The Cancer Society of Ghana has urged the government to step up its efforts at improving the quality of healthcare delivery, particularly to cancer patients in the country.
It said the government’s urgent efforts will help to significantly reduce the number preventable deaths from cancer.
The Society, in a press statement copied on the occasion of World Cancer Day on February 4, 2018 noted that deaths from cancer globally are expected to rise to over 14 million per year over the next 10 years if governments do not address issues of unequal access to quality healthcare.
“…People world-wide [are] facing unequal access to cancer detection, treatment, and care services. An acute example of a global access gap particularly affecting the under served and underprivileged is access to radiotherapy. As one of the major methods of treatment for cancer, radiotherapy is recommended for 52% of cancer patients,” the statement said.

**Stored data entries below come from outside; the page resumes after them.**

use std::future::Future;

use alloy::primitives::Address;
use statement_common::normalize::TransferRecord;

/// Upstream provider of the transfer history of a single address.
pub trait TransferSource: Send + Sync + 'static {
    /// Full history of `address`, native, token and internal transfers alike.
    fn fetch(
        &self,
        address: Address,
    ) -> impl Future<Output = crate::Result<Vec<TransferRecord>>> + Send;
}
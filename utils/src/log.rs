use std::{
    fs::{self, File, OpenOptions},
    io::Write,
    path::{Path, PathBuf},
    sync::Mutex,
};

use chrono::{SecondsFormat, Utc};
use log::{LevelFilter, Log, Metadata, Record};

use crate::disk_storage::app_dir;

pub const LOG_FILE_NAME: &str = "statement.log";

/// Appends every record to a file, the terminal stays free for the statement.
pub struct FileLogger {
    file: Mutex<File>,
    level: LevelFilter,
}

impl FileLogger {
    pub fn open(path: &Path, level: LevelFilter) -> crate::Result<Self> {
        if let Some(parent) = path.parent() {
            fs::create_dir_all(parent)
                .map_err(|e| crate::Error::CreateDirAllFailed(parent.to_path_buf(), e))?;
        }

        let file = OpenOptions::new()
            .append(true)
            .create(true)
            .open(path)
            .map_err(|e| crate::Error::FileWriteFailed(path.to_path_buf(), e))?;

        Ok(Self {
            file: Mutex::new(file),
            level,
        })
    }
}

impl Log for FileLogger {
    fn enabled(&self, metadata: &Metadata) -> bool {
        metadata.level() <= self.level
    }

    fn log(&self, record: &Record) {
        if !self.enabled(record.metadata()) {
            return;
        }

        if let Ok(mut file) = self.file.lock() {
            let _ = writeln!(
                file,
                "{} {:<5} [{}] {}",
                Utc::now().to_rfc3339_opts(SecondsFormat::Millis, true),
                record.level(),
                record.target(),
                record.args()
            );
        }
    }

    fn flush(&self) {
        if let Ok(mut file) = self.file.lock() {
            let _ = file.flush();
        }
    }
}

/// Installs the file logger as the global logger, returns the log file path.
pub fn init(level: LevelFilter) -> crate::Result<PathBuf> {
    let path = app_dir()?.join(LOG_FILE_NAME);
    let logger = FileLogger::open(&path, level)?;

    log::set_boxed_logger(Box::new(logger))?;
    log::set_max_level(level);

    Ok(path)
}

#[cfg(test)]
mod tests {
    use super::*;
    use log::Level;

    #[test]
    fn test_writes_enabled_records_only() {
        let dir = tempfile::tempdir().unwrap();
        let path = dir.path().join("logs").join(LOG_FILE_NAME);
        let logger = FileLogger::open(&path, LevelFilter::Info).unwrap();

        logger.log(
            &Record::builder()
                .level(Level::Warn)
                .target("statement_common::combine")
                .args(format_args!("metadata changed"))
                .build(),
        );
        logger.log(
            &Record::builder()
                .level(Level::Debug)
                .args(format_args!("dropped"))
                .build(),
        );
        logger.flush();

        let content = fs::read_to_string(&path).unwrap();
        assert!(content.contains("WARN  [statement_common::combine] metadata changed"));
        assert!(!content.contains("dropped"));
    }
}
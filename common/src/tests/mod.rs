mod double_count;
mod statement_scenario;
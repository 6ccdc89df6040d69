use std::collections::BTreeSet;

use alloy::primitives::{Address, TxHash, U256};
use chrono::{DateTime, Utc};
use log::debug;
use serde::{Deserialize, Serialize};

use crate::{
    asset::AssetInfo,
    format::MAX_DECIMALS,
    transaction::{Direction, Fee, Transaction, TransferKind},
};

/// A transfer as reported by an upstream data source, before direction is resolved.
#[derive(Clone, Debug, PartialEq, Eq, Serialize, Deserialize)]
pub struct TransferRecord {
    pub hash: TxHash,
    pub timestamp: DateTime<Utc>,
    pub from: Address,
    pub to: Address,
    pub value: U256,
    pub kind: TransferKind,
    /// Token metadata, present for token transfers only.
    pub token: Option<AssetInfo>,
    pub log_index: Option<u64>,
    pub is_error: bool,
    /// Gas paid by `from`, in the native asset.
    pub fee: Option<U256>,
}

/// The addresses a statement is generated for.
#[derive(Clone, Debug, Default, PartialEq, Eq)]
pub struct TrackedAddresses(BTreeSet<Address>);

impl TrackedAddresses {
    pub fn new<I: IntoIterator<Item = Address>>(addresses: I) -> Self {
        Self(addresses.into_iter().collect())
    }

    pub fn contains(&self, address: &Address) -> bool {
        self.0.contains(address)
    }

    pub fn iter(&self) -> impl Iterator<Item = &Address> {
        self.0.iter()
    }

    pub fn len(&self) -> usize {
        self.0.len()
    }

    pub fn is_empty(&self) -> bool {
        self.0.is_empty()
    }
}

impl FromIterator<Address> for TrackedAddresses {
    fn from_iter<I: IntoIterator<Item = Address>>(iter: I) -> Self {
        Self::new(iter)
    }
}

/// Converts a source record into a canonical transaction.
///
/// Returns `None` for records that carry nothing trackable: records that do not
/// touch the tracked set, malformed token records, and zero-value records with
/// no fee paid from the tracked set. A transfer between two tracked addresses
/// keeps only its fee, since the principal nets to zero over the set.
pub fn normalize(
    record: &TransferRecord,
    fetched_for: Address,
    tracked: &TrackedAddresses,
    native: &AssetInfo,
) -> Option<Transaction> {
    if record.kind == TransferKind::Fee {
        debug!("skipping {}: fee records are derived, not fetched", record.hash);
        return None;
    }

    if record.from != fetched_for && record.to != fetched_for {
        debug!(
            "skipping {}: does not involve fetched address {fetched_for}",
            record.hash
        );
        return None;
    }

    let from_tracked = tracked.contains(&record.from);
    let to_tracked = tracked.contains(&record.to);
    if !from_tracked && !to_tracked {
        return None;
    }

    let asset = match record.kind {
        TransferKind::Token => match &record.token {
            Some(token) if token.token.is_contract() && token.decimals <= MAX_DECIMALS => {
                token.clone()
            }
            Some(token) if token.token.is_contract() => {
                debug!(
                    "skipping {}: {} has {} decimals",
                    record.hash, token.token, token.decimals
                );
                return None;
            }
            _ => {
                debug!("skipping {}: token transfer without a contract", record.hash);
                return None;
            }
        },
        _ => native.clone(),
    };

    let fee = if from_tracked {
        record
            .fee
            .filter(|fee| !fee.is_zero())
            .map(|amount| Fee { amount })
    } else {
        None
    };

    let moved = !record.is_error && !(from_tracked && to_tracked);
    let amount = if moved { record.value } else { U256::ZERO };

    if amount.is_zero() && fee.is_none() {
        return None;
    }

    let (direction, account, counterparty) = if from_tracked {
        (Direction::Debit, record.from, record.to)
    } else {
        (Direction::Credit, record.to, record.from)
    };

    Some(Transaction {
        hash: record.hash,
        date: record.timestamp,
        asset,
        amount,
        direction,
        account,
        counterparty,
        kind: record.kind,
        log_index: record.log_index,
        fee,
    })
}

/// Normalizes a whole feed fetched for one address.
pub fn normalize_all(
    records: &[TransferRecord],
    fetched_for: Address,
    tracked: &TrackedAddresses,
    native: &AssetInfo,
) -> Vec<Transaction> {
    records
        .iter()
        .filter_map(|record| normalize(record, fetched_for, tracked, native))
        .collect()
}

The Chairman of the Board of Trustees of the Society, Prof. Edwin Wiredu pledged the Society’s commitment to help the government develop an accurate data on cancer in Ghana and also contribute to reducing the fatality rate of cancer.
Read the full statement below:
Sunday, February 4, will be World Cancer Day- day set aside by the international community to increase awareness and education on cancer with the slogan “We can. I can”. The World Cancer Day 2018 campaign calls for joint efforts between governments, nongovernmental organizations and civil society organizations to promote action and investments in areas including tobacco control, promotion of healthy lifestyles, cancer screening and early detection, and improved cancer treatment services, as well as palliative care.
The Union for International Cancer Control (UICC) indicates that in 2012, worldwide, there were 14.1 million new cancer cases, 8.2 million cancer deaths (with 50% of these being premature deaths), and 32.6 million people living with cancer within 5 years of diagnosis.
About 8 million (57%) of the new cancer cases, 5.3 million (65%) of the cancer deaths, and 15.6 million (48%) of the 5-year prevalent cancer cases occurred in the less developed regions.
It is important to stress that the number of cancer deaths is projected to rise to over 14 million per year over the next 10 years.
The focus of the UICC in this year’s campaign is to raise awareness about the millions of people world-wide facing unequal access to cancer detection, treatment, and care services. An acute example of a global access gap particularly affecting the underserved and underprivileged is access to radiotherapy. As one of the major methods of treatment for cancer, radiotherapy is recommended for 52% of cancer patients. The gap between need and availability is highest in low- to middle income countries; 90% of low- to middle-income country cancer patients lack access to radiotherapy. There is an urgent for support for some forms of chemotherapy. The cost outlay in some cases is close to a death sentence because of huge barriers to access.
The global target is a 25% reduction in premature deaths from cancer and non-communicable diseases (NCDs) by 2025. This was a target set in 2011 by the World Health Organization (WHO) to cut premature NCD deaths by 25% within 14 years. It is almost 7 years since this target was set by the WHO. To meet this target requires more action than ever to close the inequality in access to prevention, diagnosis, treatment and care.
Cancer is recognized as the leading cause of global morbidity. Today, there are an estimated 8.8 million deaths from cancer every year with about 70% of cancer deaths occurring in developing countries which are the most ill-equipped to cope with the cancer burden. The starkest area of inequity relates to childhood cancers – a specific group that the WHO underscored in its landmark 2017 Cancer Resolution – with survival rates over 80% in high income countries and as low as 20% in low income countries.
In Ghana there are about 12,700 reported cancer deaths (2008). The leading cancer deaths in females are cancers of the breast, cervix, haematopoietic organs, liver, stomach and colorectal. The top cancers deaths in men are liver, prostate, haematopoietic organs, stomach, pancreas and bladder. The leading causes of cancers deaths in children are malignancies of the haematopoietic system, followed by brain, kidney, eyes, and liver and bone tumours.
As we mark World Cancer Day, the Cancer Society of Ghana will work with other partners to improve quality of cancer data for public health use, increase access to early detection and accurate cancer diagnosis, increase access to timely and quality treatment and support palliative care services to people living with cancer.